> Exercise brief: From the entries below, copy every line that holds the word "insensitive".

..........

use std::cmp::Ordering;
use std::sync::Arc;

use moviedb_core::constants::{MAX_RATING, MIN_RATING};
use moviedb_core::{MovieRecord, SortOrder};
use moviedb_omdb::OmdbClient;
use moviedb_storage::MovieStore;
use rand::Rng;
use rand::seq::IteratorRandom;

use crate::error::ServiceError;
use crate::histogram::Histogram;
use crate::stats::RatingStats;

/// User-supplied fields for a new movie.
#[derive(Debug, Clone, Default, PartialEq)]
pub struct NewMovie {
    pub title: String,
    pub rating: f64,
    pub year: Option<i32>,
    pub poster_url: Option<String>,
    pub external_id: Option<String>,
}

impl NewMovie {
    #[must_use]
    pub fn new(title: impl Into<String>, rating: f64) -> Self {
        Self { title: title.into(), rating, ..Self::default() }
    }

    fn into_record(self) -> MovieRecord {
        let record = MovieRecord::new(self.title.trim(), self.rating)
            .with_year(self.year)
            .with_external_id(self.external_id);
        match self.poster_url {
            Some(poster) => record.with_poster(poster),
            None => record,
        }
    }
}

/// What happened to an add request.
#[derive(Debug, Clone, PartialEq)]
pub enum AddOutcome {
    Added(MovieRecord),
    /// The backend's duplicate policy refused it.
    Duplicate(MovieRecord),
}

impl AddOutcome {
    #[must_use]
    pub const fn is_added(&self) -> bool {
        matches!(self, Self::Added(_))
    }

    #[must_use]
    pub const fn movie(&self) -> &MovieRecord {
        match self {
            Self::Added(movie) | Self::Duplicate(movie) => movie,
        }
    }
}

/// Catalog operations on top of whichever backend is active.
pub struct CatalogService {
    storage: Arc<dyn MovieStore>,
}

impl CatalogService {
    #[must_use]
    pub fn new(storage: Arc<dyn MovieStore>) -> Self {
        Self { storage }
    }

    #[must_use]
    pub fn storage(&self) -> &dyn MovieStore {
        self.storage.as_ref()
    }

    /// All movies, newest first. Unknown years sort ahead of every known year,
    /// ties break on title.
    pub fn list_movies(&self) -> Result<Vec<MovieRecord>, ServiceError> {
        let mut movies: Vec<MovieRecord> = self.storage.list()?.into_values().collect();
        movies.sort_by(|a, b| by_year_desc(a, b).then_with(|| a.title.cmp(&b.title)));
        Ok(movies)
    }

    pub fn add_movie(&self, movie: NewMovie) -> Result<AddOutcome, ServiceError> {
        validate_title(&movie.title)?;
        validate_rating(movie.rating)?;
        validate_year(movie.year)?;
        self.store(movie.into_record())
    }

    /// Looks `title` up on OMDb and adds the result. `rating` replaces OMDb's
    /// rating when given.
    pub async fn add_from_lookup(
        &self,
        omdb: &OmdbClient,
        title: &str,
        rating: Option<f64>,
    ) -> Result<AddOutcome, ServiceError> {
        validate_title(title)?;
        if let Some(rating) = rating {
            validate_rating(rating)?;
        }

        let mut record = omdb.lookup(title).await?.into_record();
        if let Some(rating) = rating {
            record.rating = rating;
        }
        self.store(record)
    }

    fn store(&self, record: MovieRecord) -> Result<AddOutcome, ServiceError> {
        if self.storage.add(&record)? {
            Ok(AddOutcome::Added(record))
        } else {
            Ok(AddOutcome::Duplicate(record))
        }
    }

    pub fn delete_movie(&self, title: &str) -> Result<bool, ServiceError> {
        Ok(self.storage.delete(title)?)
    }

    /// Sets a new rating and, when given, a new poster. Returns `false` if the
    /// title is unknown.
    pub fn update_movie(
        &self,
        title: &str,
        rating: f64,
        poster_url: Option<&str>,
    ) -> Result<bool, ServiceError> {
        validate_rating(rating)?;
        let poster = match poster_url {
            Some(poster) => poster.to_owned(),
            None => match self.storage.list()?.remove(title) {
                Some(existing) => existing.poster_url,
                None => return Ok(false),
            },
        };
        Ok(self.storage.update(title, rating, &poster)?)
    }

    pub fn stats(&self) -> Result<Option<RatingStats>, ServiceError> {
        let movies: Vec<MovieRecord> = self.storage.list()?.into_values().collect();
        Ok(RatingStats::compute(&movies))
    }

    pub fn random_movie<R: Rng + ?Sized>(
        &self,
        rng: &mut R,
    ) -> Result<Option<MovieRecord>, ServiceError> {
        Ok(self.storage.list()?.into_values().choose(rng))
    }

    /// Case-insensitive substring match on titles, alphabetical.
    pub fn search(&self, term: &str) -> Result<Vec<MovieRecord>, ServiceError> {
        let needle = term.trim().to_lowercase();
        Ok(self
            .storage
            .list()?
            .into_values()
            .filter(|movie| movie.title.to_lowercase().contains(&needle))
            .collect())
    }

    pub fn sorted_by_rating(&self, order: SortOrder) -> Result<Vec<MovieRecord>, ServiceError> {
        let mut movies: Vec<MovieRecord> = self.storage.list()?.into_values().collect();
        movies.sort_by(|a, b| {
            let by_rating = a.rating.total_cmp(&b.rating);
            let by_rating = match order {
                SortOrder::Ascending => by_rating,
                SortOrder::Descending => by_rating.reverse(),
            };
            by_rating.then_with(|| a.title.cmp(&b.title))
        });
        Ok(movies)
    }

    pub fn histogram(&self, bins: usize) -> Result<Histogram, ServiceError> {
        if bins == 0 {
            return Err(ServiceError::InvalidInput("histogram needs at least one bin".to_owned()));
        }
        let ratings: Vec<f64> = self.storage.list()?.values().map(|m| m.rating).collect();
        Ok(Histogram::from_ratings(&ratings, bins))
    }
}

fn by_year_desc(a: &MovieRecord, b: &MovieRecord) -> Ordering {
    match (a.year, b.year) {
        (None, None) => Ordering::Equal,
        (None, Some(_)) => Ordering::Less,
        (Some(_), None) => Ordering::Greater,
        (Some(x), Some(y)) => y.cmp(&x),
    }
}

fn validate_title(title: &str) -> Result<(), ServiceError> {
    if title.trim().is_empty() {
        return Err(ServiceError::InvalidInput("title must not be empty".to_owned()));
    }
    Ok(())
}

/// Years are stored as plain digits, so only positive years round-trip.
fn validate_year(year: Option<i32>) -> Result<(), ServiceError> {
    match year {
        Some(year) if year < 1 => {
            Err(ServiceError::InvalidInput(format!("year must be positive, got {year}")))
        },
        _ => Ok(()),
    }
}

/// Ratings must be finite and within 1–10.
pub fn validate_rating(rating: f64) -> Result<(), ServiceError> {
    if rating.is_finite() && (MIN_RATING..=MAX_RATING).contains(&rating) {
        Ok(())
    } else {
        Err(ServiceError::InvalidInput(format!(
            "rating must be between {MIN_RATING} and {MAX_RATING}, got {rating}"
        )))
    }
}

..........

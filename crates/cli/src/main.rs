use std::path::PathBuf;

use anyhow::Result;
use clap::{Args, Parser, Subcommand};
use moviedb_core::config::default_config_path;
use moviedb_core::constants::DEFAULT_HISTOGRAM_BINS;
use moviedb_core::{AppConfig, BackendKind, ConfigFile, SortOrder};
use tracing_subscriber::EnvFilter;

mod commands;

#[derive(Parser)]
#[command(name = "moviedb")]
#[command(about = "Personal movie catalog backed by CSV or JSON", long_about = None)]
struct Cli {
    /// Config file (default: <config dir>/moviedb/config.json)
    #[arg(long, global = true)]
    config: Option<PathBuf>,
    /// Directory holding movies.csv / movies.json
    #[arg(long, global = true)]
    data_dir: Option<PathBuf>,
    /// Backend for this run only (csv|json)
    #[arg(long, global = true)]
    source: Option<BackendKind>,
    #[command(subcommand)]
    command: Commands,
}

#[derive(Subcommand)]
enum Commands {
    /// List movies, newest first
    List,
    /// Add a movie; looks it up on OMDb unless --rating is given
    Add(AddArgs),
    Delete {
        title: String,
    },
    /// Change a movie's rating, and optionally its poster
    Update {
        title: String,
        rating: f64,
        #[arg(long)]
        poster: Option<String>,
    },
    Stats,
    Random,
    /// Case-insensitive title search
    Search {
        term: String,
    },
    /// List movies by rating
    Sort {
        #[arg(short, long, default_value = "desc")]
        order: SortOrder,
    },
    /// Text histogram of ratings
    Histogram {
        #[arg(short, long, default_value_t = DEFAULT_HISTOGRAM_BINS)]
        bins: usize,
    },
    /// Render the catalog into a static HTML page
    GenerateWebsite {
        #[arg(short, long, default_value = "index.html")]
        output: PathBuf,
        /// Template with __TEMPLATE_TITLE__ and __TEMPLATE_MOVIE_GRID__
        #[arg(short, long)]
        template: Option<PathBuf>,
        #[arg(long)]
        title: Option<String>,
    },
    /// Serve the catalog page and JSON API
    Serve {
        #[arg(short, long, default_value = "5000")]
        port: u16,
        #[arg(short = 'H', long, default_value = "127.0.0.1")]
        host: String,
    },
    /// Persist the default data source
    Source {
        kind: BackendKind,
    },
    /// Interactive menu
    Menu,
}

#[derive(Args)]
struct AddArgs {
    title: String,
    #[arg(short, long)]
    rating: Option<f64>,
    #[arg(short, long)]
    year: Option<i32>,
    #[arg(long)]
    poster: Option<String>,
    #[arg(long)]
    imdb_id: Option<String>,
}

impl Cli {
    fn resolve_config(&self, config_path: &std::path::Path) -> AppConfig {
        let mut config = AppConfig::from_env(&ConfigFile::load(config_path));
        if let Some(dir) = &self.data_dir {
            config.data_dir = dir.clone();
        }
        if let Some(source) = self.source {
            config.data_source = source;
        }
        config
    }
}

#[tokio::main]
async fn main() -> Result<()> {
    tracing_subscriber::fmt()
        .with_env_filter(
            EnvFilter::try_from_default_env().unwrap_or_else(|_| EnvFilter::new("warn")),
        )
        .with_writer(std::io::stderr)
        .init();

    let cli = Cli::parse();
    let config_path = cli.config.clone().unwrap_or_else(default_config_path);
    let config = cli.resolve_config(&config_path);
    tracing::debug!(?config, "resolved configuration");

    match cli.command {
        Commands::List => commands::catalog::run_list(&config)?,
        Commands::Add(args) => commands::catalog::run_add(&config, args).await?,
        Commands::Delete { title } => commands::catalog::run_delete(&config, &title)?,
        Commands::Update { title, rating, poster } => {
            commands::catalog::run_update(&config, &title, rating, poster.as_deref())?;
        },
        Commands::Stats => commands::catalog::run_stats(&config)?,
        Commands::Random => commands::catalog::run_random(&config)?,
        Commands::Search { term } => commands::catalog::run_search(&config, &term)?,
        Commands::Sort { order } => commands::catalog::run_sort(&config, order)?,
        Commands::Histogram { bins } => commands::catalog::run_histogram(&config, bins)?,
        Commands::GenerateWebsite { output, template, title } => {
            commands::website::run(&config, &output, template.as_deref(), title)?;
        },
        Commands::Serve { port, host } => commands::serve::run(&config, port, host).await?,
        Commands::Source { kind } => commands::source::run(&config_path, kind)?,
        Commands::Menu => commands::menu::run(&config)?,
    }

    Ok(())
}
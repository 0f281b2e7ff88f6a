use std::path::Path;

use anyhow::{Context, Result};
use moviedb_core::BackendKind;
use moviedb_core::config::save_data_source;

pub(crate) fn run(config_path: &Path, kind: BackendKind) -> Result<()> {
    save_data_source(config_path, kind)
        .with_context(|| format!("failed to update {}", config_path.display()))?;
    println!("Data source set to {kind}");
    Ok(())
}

..........

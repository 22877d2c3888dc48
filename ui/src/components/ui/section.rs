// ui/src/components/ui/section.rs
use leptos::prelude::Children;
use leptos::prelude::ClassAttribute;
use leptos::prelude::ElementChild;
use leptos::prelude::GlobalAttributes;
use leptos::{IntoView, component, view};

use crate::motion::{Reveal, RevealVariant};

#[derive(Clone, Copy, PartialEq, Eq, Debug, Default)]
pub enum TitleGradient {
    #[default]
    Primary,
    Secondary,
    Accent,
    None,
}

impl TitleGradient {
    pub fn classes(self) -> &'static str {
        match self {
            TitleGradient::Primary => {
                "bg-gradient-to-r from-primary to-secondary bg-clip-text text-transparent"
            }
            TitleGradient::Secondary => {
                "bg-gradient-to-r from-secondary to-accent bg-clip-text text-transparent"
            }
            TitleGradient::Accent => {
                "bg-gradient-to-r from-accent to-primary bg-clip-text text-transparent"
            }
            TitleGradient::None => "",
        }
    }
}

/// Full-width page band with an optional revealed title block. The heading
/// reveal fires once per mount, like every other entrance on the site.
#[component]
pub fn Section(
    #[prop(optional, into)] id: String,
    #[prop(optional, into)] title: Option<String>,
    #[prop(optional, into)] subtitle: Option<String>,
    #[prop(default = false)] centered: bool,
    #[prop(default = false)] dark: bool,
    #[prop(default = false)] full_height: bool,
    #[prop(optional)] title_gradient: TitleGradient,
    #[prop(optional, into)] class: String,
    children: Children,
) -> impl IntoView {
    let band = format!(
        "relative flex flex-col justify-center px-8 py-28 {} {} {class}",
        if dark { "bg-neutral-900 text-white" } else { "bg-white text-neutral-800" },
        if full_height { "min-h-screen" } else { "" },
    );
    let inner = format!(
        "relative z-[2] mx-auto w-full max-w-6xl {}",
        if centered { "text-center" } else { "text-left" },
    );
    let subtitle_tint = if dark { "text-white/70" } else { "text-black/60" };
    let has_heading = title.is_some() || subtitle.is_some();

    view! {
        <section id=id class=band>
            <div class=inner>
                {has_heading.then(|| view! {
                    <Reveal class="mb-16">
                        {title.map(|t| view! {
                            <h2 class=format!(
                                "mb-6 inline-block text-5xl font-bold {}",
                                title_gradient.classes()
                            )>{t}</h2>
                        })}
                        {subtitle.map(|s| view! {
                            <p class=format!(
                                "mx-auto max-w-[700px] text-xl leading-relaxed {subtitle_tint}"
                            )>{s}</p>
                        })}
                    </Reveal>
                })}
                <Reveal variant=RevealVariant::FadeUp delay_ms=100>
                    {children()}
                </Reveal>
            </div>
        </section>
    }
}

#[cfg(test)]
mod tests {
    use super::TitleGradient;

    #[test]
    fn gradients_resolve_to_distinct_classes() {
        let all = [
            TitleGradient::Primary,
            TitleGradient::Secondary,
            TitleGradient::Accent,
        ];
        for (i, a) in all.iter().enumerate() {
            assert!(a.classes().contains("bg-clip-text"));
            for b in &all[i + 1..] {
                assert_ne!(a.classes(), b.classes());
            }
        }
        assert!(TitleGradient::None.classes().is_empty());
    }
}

..........

> Finished exercise:
    /// Case-insensitive substring match on titles, alphabetical.
    /// Case-insensitive title search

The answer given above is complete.